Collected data
********

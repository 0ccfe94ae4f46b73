use crate::clock::Clock;
use crate::config::MeterConfig;
use crate::detector::{RotationDetector, RotationEvent, Suppression};
use crate::indicator::{Indicator, NoIndicator};
use crate::power::{PowerEstimator, PowerReading};
use crate::sensor::{SensorPort, SensorSampler};
use crate::state::MeterState;
use crate::telemetry::{PublishOutcome, TelemetryPublisher, TelemetrySink};
use std::time::Duration;
use tokio::time::sleep;
use tracing::{debug, info, warn};

/// The status light goes out once fewer suppression cycles than this remain.
const INDICATOR_HOLD_TICKS: u32 = 10;

/// Running totals of what the control loop has done since startup.
#[derive(Debug, Default, Clone, Copy, PartialEq, Eq)]
pub struct MeterStats {
    pub cycles: u64,
    pub rotations_detected: u64,
    pub rotations_accepted: u64,
    pub rejected_readings: u64,
    pub publishes: u64,
    pub publish_failures: u64,
}

#[derive(Debug, Clone, Copy, PartialEq)]
pub enum CycleOutcome {
    NoRotation,
    /// Rotation discarded by the plausibility filter.
    Rejected { watts: f64 },
    Accepted {
        day_rolled_over: bool,
        publish: PublishOutcome,
    },
}

/// What a single control-loop cycle observed and did.
#[derive(Debug, Clone, Copy, PartialEq)]
pub struct CycleReport {
    pub raw: i32,
    pub sample: f64,
    pub outcome: CycleOutcome,
}

/// Owns the meter state and runs the sample, detect, estimate, accumulate, publish cycle.
pub struct MeterController<P, C, S> {
    sampler: SensorSampler<P>,
    clock: C,
    detector: RotationDetector,
    estimator: PowerEstimator,
    publisher: TelemetryPublisher<S>,
    indicator: Box<dyn Indicator>,
    indicator_lit: bool,
    state: MeterState,
    stats: MeterStats,
    cycle_delay: Duration,
}

impl<P, C, S> MeterController<P, C, S>
where
    P: SensorPort,
    C: Clock,
    S: TelemetrySink,
{
    /// `start_timestamp` is the first valid clock reading; the current day is seeded from
    /// the clock.
    pub fn new(
        config: &MeterConfig,
        port: P,
        clock: C,
        publisher: TelemetryPublisher<S>,
        start_timestamp: i64,
    ) -> Self {
        let state = MeterState::new(config.rounds_per_kwh, start_timestamp, clock.local_day());
        Self {
            sampler: SensorSampler::new(port, config.samples_per_cycle),
            clock,
            detector: RotationDetector::new(
                config.sensor_threshold,
                config.day_debounce,
                config.night_debounce,
                config.night_hours,
            ),
            estimator: PowerEstimator::new(
                config.watt_per_round_per_minute,
                config.implausible_ceiling_watts,
            ),
            publisher,
            indicator: Box::new(NoIndicator),
            indicator_lit: false,
            state,
            stats: MeterStats::default(),
            cycle_delay: config.cycle_delay,
        }
    }

    pub fn with_indicator(mut self, indicator: Box<dyn Indicator>) -> Self {
        self.indicator = indicator;
        self
    }

    pub fn state(&self) -> &MeterState {
        &self.state
    }

    pub fn stats(&self) -> MeterStats {
        self.stats
    }

    pub fn sink_down(&self) -> bool {
        self.publisher.sink_down()
    }

    pub fn indicator_lit(&self) -> bool {
        self.indicator_lit
    }

    /// Runs cycles forever, pausing the configured delay between them.
    pub async fn run(&mut self) {
        info!(cycle_delay = ?self.cycle_delay, "meter control loop started");
        loop {
            self.run_cycle().await;
            sleep(self.cycle_delay).await;
        }
    }

    pub async fn run_cycle(&mut self) -> CycleReport {
        self.stats.cycles += 1;
        let sample = self.sampler.sample();

        let outcome = match self
            .detector
            .observe(&mut self.state.suppression, sample, &self.clock)
        {
            Some(event) => self.handle_rotation(event).await,
            None => CycleOutcome::NoRotation,
        };

        self.update_indicator();

        let report = CycleReport {
            raw: self.sampler.last_raw(),
            sample,
            outcome,
        };
        debug!(
            raw = report.raw,
            sample = report.sample,
            threshold = self.detector.threshold(),
            power = self.state.current_power_watts(),
            suppression = ?self.state.suppression(),
            "cycle"
        );
        report
    }

    async fn handle_rotation(&mut self, event: RotationEvent) -> CycleOutcome {
        self.stats.rotations_detected += 1;

        match self
            .estimator
            .estimate(event.timestamp, self.state.last_rotation_timestamp())
        {
            PowerReading::Rejected { watts } => {
                self.stats.rejected_readings += 1;
                metrics::counter!("meter_rejected_readings_total").increment(1);
                warn!(
                    watts,
                    timestamp = event.timestamp,
                    last_rotation = self.state.last_rotation_timestamp(),
                    rejected_total = self.stats.rejected_readings,
                    "implausible power reading, rotation discarded"
                );
                return CycleOutcome::Rejected { watts };
            }
            PowerReading::Accepted { watts } => self.state.set_current_power(watts),
            PowerReading::FirstRotation => {
                debug!("first rotation since startup, no power estimate yet");
            }
        }

        let accumulation = self
            .state
            .record_rotation(event.timestamp, self.clock.local_day());
        self.stats.rotations_accepted += 1;
        metrics::counter!("meter_rotations_total").increment(1);
        info!(
            timestamp = event.timestamp,
            window = ?event.window,
            total_rounds = self.state.total_rounds(),
            day_rounds = self.state.day_rounds(),
            power = self.state.current_power_watts(),
            "rotation counted"
        );

        let publish = self.publisher.publish(&self.state, event.sample).await;
        match publish {
            PublishOutcome::Delivered { .. } => self.stats.publishes += 1,
            PublishOutcome::Dropped => {
                self.stats.publish_failures += 1;
                metrics::counter!("meter_publish_failures_total").increment(1);
            }
        }
        self.set_indicator(true);

        CycleOutcome::Accepted {
            day_rolled_over: accumulation.day_rolled_over,
            publish,
        }
    }

    fn update_indicator(&mut self) {
        let hold = match self.state.suppression() {
            Suppression::Idle => false,
            Suppression::Suppressed { ticks_remaining } => ticks_remaining >= INDICATOR_HOLD_TICKS,
            Suppression::SuppressedUntil { .. } => true,
        };
        if self.indicator_lit && !hold {
            self.set_indicator(false);
        }
    }

    fn set_indicator(&mut self, lit: bool) {
        self.indicator.set(lit);
        self.indicator_lit = lit;
    }
}

#[cfg(test)]
mod tests {
    use super::*;
    use crate::clock::ManualClock;
    use crate::detector::Debounce;
    use crate::telemetry::{PublisherSettings, RetryPolicy};
    use async_trait::async_trait;
    use std::num::NonZeroUsize;
    use std::sync::atomic::{AtomicI32, Ordering};
    use std::sync::{Arc, Mutex};

    #[derive(Clone, Default)]
    struct LevelPort(Arc<AtomicI32>);

    impl SensorPort for LevelPort {
        fn read_analog(&mut self) -> i32 {
            self.0.load(Ordering::Relaxed)
        }
    }

    #[derive(Clone, Default)]
    struct CountingSink {
        published: Arc<Mutex<u32>>,
    }

    #[async_trait]
    impl TelemetrySink for CountingSink {
        async fn connect(&mut self) -> bool {
            true
        }

        fn is_connected(&self) -> bool {
            true
        }

        async fn publish(&mut self, _topic: &str, _payload: &[u8], _retain: bool) -> bool {
            *self.published.lock().unwrap() += 1;
            true
        }
    }

    #[derive(Clone, Default)]
    struct RecordingLed(Arc<Mutex<Vec<bool>>>);

    impl Indicator for RecordingLed {
        fn set(&mut self, lit: bool) {
            self.0.lock().unwrap().push(lit);
        }
    }

    fn controller(
        level: &LevelPort,
        clock: &ManualClock,
        sink: &CountingSink,
    ) -> MeterController<LevelPort, ManualClock, CountingSink> {
        let config = MeterConfig {
            samples_per_cycle: NonZeroUsize::new(5).unwrap(),
            ..MeterConfig::default()
        };
        let publisher = TelemetryPublisher::new(
            sink.clone(),
            PublisherSettings {
                retry: RetryPolicy {
                    max_attempts: 1,
                    retry_delay: Duration::ZERO,
                },
                ..PublisherSettings::default()
            },
        );
        MeterController::new(&config, level.clone(), clock.clone(), publisher, 900)
    }

    #[tokio::test]
    async fn test_quiet_cycles_change_nothing() {
        let level = LevelPort::default();
        let clock = ManualClock::new(1000, 12, 14);
        let sink = CountingSink::default();
        let mut meter = controller(&level, &clock, &sink);

        level.0.store(12, Ordering::Relaxed);
        for _ in 0..10 {
            let report = meter.run_cycle().await;
            assert_eq!(report.outcome, CycleOutcome::NoRotation);
            assert_eq!(report.sample, 12.0);
            assert_eq!(report.raw, 12);
        }
        assert_eq!(meter.state().total_rounds(), 0);
        assert_eq!(meter.stats().cycles, 10);
        assert_eq!(*sink.published.lock().unwrap(), 0);
    }

    #[tokio::test]
    async fn test_rejected_reading_is_counted_but_not_published() {
        let level = LevelPort::default();
        let clock = ManualClock::new(1000, 12, 14);
        let sink = CountingSink::default();
        let mut meter = controller(&level, &clock, &sink);
        level.0.store(45, Ordering::Relaxed);

        meter.run_cycle().await;
        for _ in 0..20 {
            meter.run_cycle().await;
        }
        clock.set_epoch(1004);
        let report = meter.run_cycle().await;

        assert_eq!(report.outcome, CycleOutcome::Rejected { watts: 12000.0 });
        assert_eq!(meter.state().total_rounds(), 1);
        assert_eq!(meter.state().last_rotation_timestamp(), 1000);
        assert_eq!(meter.stats().rejected_readings, 1);
        assert_eq!(meter.stats().rotations_detected, 2);
        assert_eq!(*sink.published.lock().unwrap(), 1);
        // The discarded rotation still arms the debounce window
        assert_eq!(
            meter.state().suppression(),
            Suppression::Suppressed {
                ticks_remaining: 20
            }
        );
    }

    #[tokio::test]
    async fn test_indicator_follows_suppression_window() {
        let level = LevelPort::default();
        let clock = ManualClock::new(1000, 12, 14);
        let sink = CountingSink::default();
        let led = RecordingLed::default();
        let mut meter =
            controller(&level, &clock, &sink).with_indicator(Box::new(led.clone()));

        level.0.store(45, Ordering::Relaxed);
        meter.run_cycle().await;
        assert!(meter.indicator_lit());

        // 20 -> 10 remaining keeps the light on
        for _ in 0..10 {
            meter.run_cycle().await;
            assert!(meter.indicator_lit());
        }
        meter.run_cycle().await;
        assert!(!meter.indicator_lit());
        assert_eq!(*led.0.lock().unwrap(), vec![true, false]);
    }

    #[tokio::test]
    async fn test_wall_clock_debounce_ignores_cycle_count() {
        let level = LevelPort::default();
        let clock = ManualClock::new(1000, 12, 14);
        let sink = CountingSink::default();
        let config = MeterConfig {
            day_debounce: Debounce::WallClock(Duration::from_secs(10)),
            samples_per_cycle: NonZeroUsize::new(1).unwrap(),
            ..MeterConfig::default()
        };
        let publisher = TelemetryPublisher::new(sink.clone(), PublisherSettings::default());
        let mut meter = MeterController::new(&config, level.clone(), clock.clone(), publisher, 900);

        level.0.store(45, Ordering::Relaxed);
        meter.run_cycle().await;
        for _ in 0..200 {
            assert_eq!(meter.run_cycle().await.outcome, CycleOutcome::NoRotation);
        }

        clock.set_epoch(1045);
        assert!(matches!(
            meter.run_cycle().await.outcome,
            CycleOutcome::Accepted { .. }
        ));
        assert_eq!(meter.state().total_rounds(), 2);
    }

    #[tokio::test(start_paused = true)]
    async fn test_run_sleeps_cycle_delay_after_each_cycle() {
        let level = LevelPort::default();
        let clock = ManualClock::new(1000, 12, 14);
        let sink = CountingSink::default();
        let mut meter = controller(&level, &clock, &sink);

        // Cycles start at 0, 500 and 1000 ms
        let stopped = tokio::time::timeout(Duration::from_millis(1250), meter.run()).await;
        assert!(stopped.is_err());
        assert_eq!(meter.stats().cycles, 3);
    }
}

********

▶ Task statement:
Could you state how many lines in the data hold the word "RotationDetector"? Only the number should be given.

▶ Task answer:
3